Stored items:
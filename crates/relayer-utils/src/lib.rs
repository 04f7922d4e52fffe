// Copyright 2022 Webb Technologies Inc.
//
// Licensed under the Apache License, Version 2.0 (the "License");
// you may not use this file except in compliance with the License.
// You may obtain a copy of the License at
//
// http://www.apache.org/licenses/LICENSE-2.0
//
// Unless required by applicable law or agreed to in writing, software
// distributed under the License is distributed on an "AS IS" BASIS,
// WITHOUT WARRANTIES OR CONDITIONS OF ANY KIND, either express or implied.
// See the License for the specific language governing permissions and
// limitations under the License.

use axum::http::StatusCode;
use axum::response::{IntoResponse, Response};
use ethers::types::{Address, H256, U256};

/// Metrics functionality
pub mod metric;
/// A module used for debugging relayer lifecycle, sync state, or other relayer state.
pub mod probe;

/// An enum of all possible errors that could be encountered during the execution of the Hub
/// Relayer.
#[derive(Debug, thiserror::Error)]
pub enum Error {
    /// An Io error occurred.
    #[error(transparent)]
    Io(#[from] std::io::Error),
    /// JSON Error occurred.
    #[error(transparent)]
    Json(#[from] serde_json::Error),
    /// Config loading error.
    #[error(transparent)]
    Config(#[from] config::ConfigError),
    /// Error while iterating over a glob pattern.
    #[error(transparent)]
    GlobPattern(#[from] glob::PatternError),
    /// Error from Glob Iterator.
    #[error(transparent)]
    Glob(#[from] glob::GlobError),
    /// Error while parsing a URL.
    #[error(transparent)]
    Url(#[from] url::ParseError),
    /// HTTP Error
    #[error(transparent)]
    Hyper(#[from] hyper::Error),
    /// Sled database error.
    #[error(transparent)]
    Sled(#[from] sled::Error),
    /// Ether wallet errors.
    #[error(transparent)]
    EtherWalletError(#[from] ethers::signers::WalletError),
    /// ABI encoding or decoding error.
    #[error(transparent)]
    Abi(#[from] ethers::abi::Error),
    #[error(transparent)]
    PrometheusError(#[from] prometheus::Error),
    /// Generic error.
    #[error("{}", _0)]
    Generic(&'static str),
    /// Error while parsing the config files.
    #[error("Config parse error: {}", _0)]
    ParseConfig(#[from] serde_path_to_error::Error<config::ConfigError>),
    /// Missing Secrets in the config.
    #[error("Missing required private-key in the config")]
    MissingSecrets,
    /// The key manager does not hold a key for this identity.
    #[error("No key configured for signing identity {identity}")]
    UnknownIdentity {
        /// The signing identity, e.g. `manager` or `worker-0`.
        identity: String,
    },
    /// The store already holds a transaction of this signer with the same nonce.
    #[error("Nonce {nonce} of signer {signer:?} is already used by a stored transaction")]
    DuplicateNonce {
        /// Address of the signer.
        signer: Address,
        /// The conflicting nonce.
        nonce: u64,
    },
    /// Key material could not be accessed.
    #[error("Signing unavailable for {identity}: {reason}")]
    SigningUnavailable {
        /// The signing identity.
        identity: String,
        /// What went wrong.
        reason: String,
    },
    /// A ledger query failed.
    #[error("Chain query `{operation}` failed: {reason}")]
    ChainQuery {
        /// Name of the failing operation.
        operation: &'static str,
        /// Underlying provider error.
        reason: String,
    },
    /// The node refused or failed to accept a signed transaction.
    #[error(
        "Failed to broadcast tx {tx_hash:?} of {identity} with nonce {nonce}: {reason}"
    )]
    Broadcast {
        /// The signing identity.
        identity: String,
        /// Nonce of the transaction.
        nonce: u64,
        /// Hash of the signed payload.
        tx_hash: H256,
        /// Underlying provider error.
        reason: String,
    },
    /// The nonce allocated for a relayed call is above the ceiling the client accepts.
    #[error("Allocated nonce {nonce} exceeds the requested ceiling {max_nonce}")]
    NonceCeilingExceeded {
        /// The nonce that would have been used.
        nonce: u64,
        /// Highest nonce the caller accepts.
        max_nonce: u64,
    },
    /// The manager needs more funds before it can operate.
    #[error("Funding needed: manager balance {balance} is below the minimum {required}")]
    FundingNeeded {
        /// Current manager balance (wei).
        balance: U256,
        /// Minimum operating balance (wei).
        required: U256,
    },
    /// The network gas price went above what the relayer is willing to pay.
    #[error("Network gas price {gas_price} exceeds the configured maximum {max_gas_price}")]
    GasPriceTooHigh {
        /// Current gas price (wei).
        gas_price: U256,
        /// Configured maximum (wei).
        max_gas_price: U256,
    },
    /// The relay server is not in a valid operating state.
    #[error(transparent)]
    State(#[from] StateError),
    /// A relay request violates the server policy.
    #[error(transparent)]
    RelayRequest(#[from] RelayRequestError),
    /// There is no contract code at the configured hub address.
    #[error("No relay hub contract deployed at {0:?}")]
    InvalidHubContract(Address),
    /// The deployed hub speaks a different protocol version.
    #[error("Relay hub version {found} is not compatible with the expected {expected}")]
    HubVersionMismatch {
        /// Expected version prefix.
        expected: String,
        /// Version reported by the hub.
        found: String,
    },
    /// The node serves a different chain than the configured one.
    #[error("Chain id mismatch, configured {expected} but the node reports {found}")]
    ChainIdMismatch {
        /// Configured chain id.
        expected: u64,
        /// Chain id reported by the node.
        found: u64,
    },
}

impl Error {
    /// Misconfiguration that cannot heal by itself, the process should exit.
    pub fn is_fatal(&self) -> bool {
        matches!(
            self,
            Error::InvalidHubContract(_)
                | Error::HubVersionMismatch { .. }
                | Error::ChainIdMismatch { .. }
        )
    }
}

/// The precondition that keeps the relay server from being registered.
#[derive(Debug, Clone, PartialEq, Eq, thiserror::Error)]
pub enum StateError {
    /// Nothing is staked for the relay manager.
    #[error("Relay manager is not staked")]
    NotStaked,
    /// Stake is below the configured requirement.
    #[error("Stake too low: {current}, required: {required}")]
    StakeTooLow {
        /// Current stake (wei).
        current: U256,
        /// Required stake (wei).
        required: U256,
    },
    /// Unstake delay is below the configured requirement.
    #[error("Unstake delay too low: {current}, required: {required}")]
    UnstakeDelayTooLow {
        /// Current unstake delay (blocks).
        current: U256,
        /// Required unstake delay (blocks).
        required: U256,
    },
    /// The owner already started to unlock the stake.
    #[error("Stake is not locked")]
    StakeNotLocked,
    /// The relay hub may not spend the stake.
    #[error("Relay hub is not authorized")]
    HubNotAuthorized,
    /// No matching registration on chain and none in flight.
    #[error("Relay server is not registered yet")]
    NotRegistered,
}

/// Reasons for rejecting a relay request before anything is signed.
#[derive(Debug, Clone, PartialEq, Eq, thiserror::Error)]
pub enum RelayRequestError {
    /// The worker loop did not reach a valid state yet.
    #[error("Relay server is not ready: {0}")]
    NotReady(String),
    /// The request targets a different relay hub.
    #[error(
        "Wrong hub address. Relay server's hub: {expected:?}, request's hub: {found:?}"
    )]
    WrongHub {
        /// This server's hub.
        expected: Address,
        /// Hub named by the request.
        found: Address,
    },
    /// The request names a worker that does not belong to this server.
    #[error(
        "Wrong worker address. Relay server's worker: {expected:?}, request's worker: {found:?}"
    )]
    WrongWorker {
        /// This server's worker.
        expected: Address,
        /// Worker named by the request.
        found: Address,
    },
    #[error(
        "Unacceptable baseRelayFee: {offered}, relay server's baseRelayFee: {minimum}"
    )]
    BaseFeeTooLow {
        /// Fee offered by the client.
        offered: U256,
        /// Minimum accepted by the server.
        minimum: U256,
    },
    #[error(
        "Unacceptable pctRelayFee: {offered}, relay server's pctRelayFee: {minimum}"
    )]
    PctFeeTooLow {
        /// Fee offered by the client.
        offered: U256,
        /// Minimum accepted by the server.
        minimum: U256,
    },
    #[error(
        "Unacceptable gasPrice: {offered}, relay server's current gasPrice: {current}"
    )]
    GasPriceTooLow {
        /// Gas price offered by the client.
        offered: U256,
        /// The server's current gas price.
        current: U256,
    },
    #[error(
        "Unacceptable gasPrice: {offered}, relay server's maximum gasPrice: {maximum}"
    )]
    GasPriceTooHigh {
        /// Gas price offered by the client.
        offered: U256,
        /// The highest gas price the server signs with.
        maximum: U256,
    },
    /// The gas limit of the relayed call does not fit a transaction.
    #[error("Unacceptable request gas: {gas}")]
    GasLimitTooHigh {
        /// Gas requested for the relayed call.
        gas: U256,
    },
    /// The fee terms of the request overflow the charge computation.
    #[error("Relay fee can not be computed for gas limit {gas_limit}")]
    ChargeOverflow {
        /// Gas limit of the relay call.
        gas_limit: U256,
    },
    #[error(
        "Unacceptable relayMaxNonce: {max_nonce}, relay server's next nonce: {next_nonce}"
    )]
    NonceCeilingTooLow {
        /// Ceiling sent by the client.
        max_nonce: u64,
        /// Next nonce of the worker.
        next_nonce: u64,
    },
    #[error(
        "Paymaster acceptance budget {acceptance_budget} exceeds the server's maximum {max_acceptance_budget}"
    )]
    AcceptanceBudgetTooHigh {
        /// Budget reported by the paymaster.
        acceptance_budget: U256,
        /// Server exposure cap.
        max_acceptance_budget: U256,
    },
    #[error(
        "Paymaster balance too low: {balance}, maximum possible charge: {max_charge}"
    )]
    PaymasterBalanceTooLow {
        /// Paymaster deposit on the hub.
        balance: U256,
        /// Worst case charge of the relayed call.
        max_charge: U256,
    },
    /// The paymaster refused the call during the local view-call.
    #[error("Paymaster rejected the relayed call: {reason}")]
    PaymasterRejected {
        /// Revert data or reason returned by the view-call.
        reason: String,
    },
}

/// A type alias for the result for hub relayer, that uses the `Error` enum.
pub type Result<T> = std::result::Result<T, Error>;

impl From<Error> for HandlerError {
    fn from(value: Error) -> Self {
        match value {
            Error::RelayRequest(_)
            | Error::State(_)
            | Error::NonceCeilingExceeded { .. } => {
                HandlerError(StatusCode::BAD_REQUEST, value.to_string())
            }
            _ => HandlerError(
                StatusCode::INTERNAL_SERVER_ERROR,
                value.to_string(),
            ),
        }
    }
}

/// Error type for HTTP handlers
pub struct HandlerError(
    /// HTTP status code for response
    pub StatusCode,
    /// Response message
    pub String,
);

impl IntoResponse for HandlerError {
    fn into_response(self) -> Response {
        (self.0, self.1).into_response()
    }
}

#[cfg(test)]
mod tests {
    use super::*;

    #[test]
    fn gas_price_rejection_names_both_values() {
        let err = RelayRequestError::GasPriceTooLow {
            offered: U256::from(10),
            current: U256::from(20),
        };
        let msg = err.to_string();
        assert!(msg.contains("10"));
        assert!(msg.contains("20"));
    }

    #[test]
    fn only_misconfiguration_is_fatal() {
        assert!(Error::InvalidHubContract(Address::zero()).is_fatal());
        assert!(Error::HubVersionMismatch {
            expected: "2.".into(),
            found: "1.0.0".into()
        }
        .is_fatal());
        assert!(Error::ChainIdMismatch {
            expected: 1,
            found: 5
        }
        .is_fatal());
        assert!(!Error::State(StateError::NotRegistered).is_fatal());
        assert!(!Error::ChainQuery {
            operation: "get_gas_price",
            reason: "timeout".into()
        }
        .is_fatal());
    }

    #[test]
    fn validation_errors_map_to_bad_request() {
        let err = Error::from(RelayRequestError::NotReady("x".into()));
        let HandlerError(status, _) = err.into();
        assert_eq!(status, StatusCode::BAD_REQUEST);
        let HandlerError(status, _) = Error::Generic("boom").into();
        assert_eq!(status, StatusCode::INTERNAL_SERVER_ERROR);
    }
}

» EXERCISE DETAILS
The word "before" appears in some lines of the data. Copy every one of those lines.

» EXERCISE RESULT
    /// The manager needs more funds before it can operate.
/// Reasons for rejecting a relay request before anything is signed.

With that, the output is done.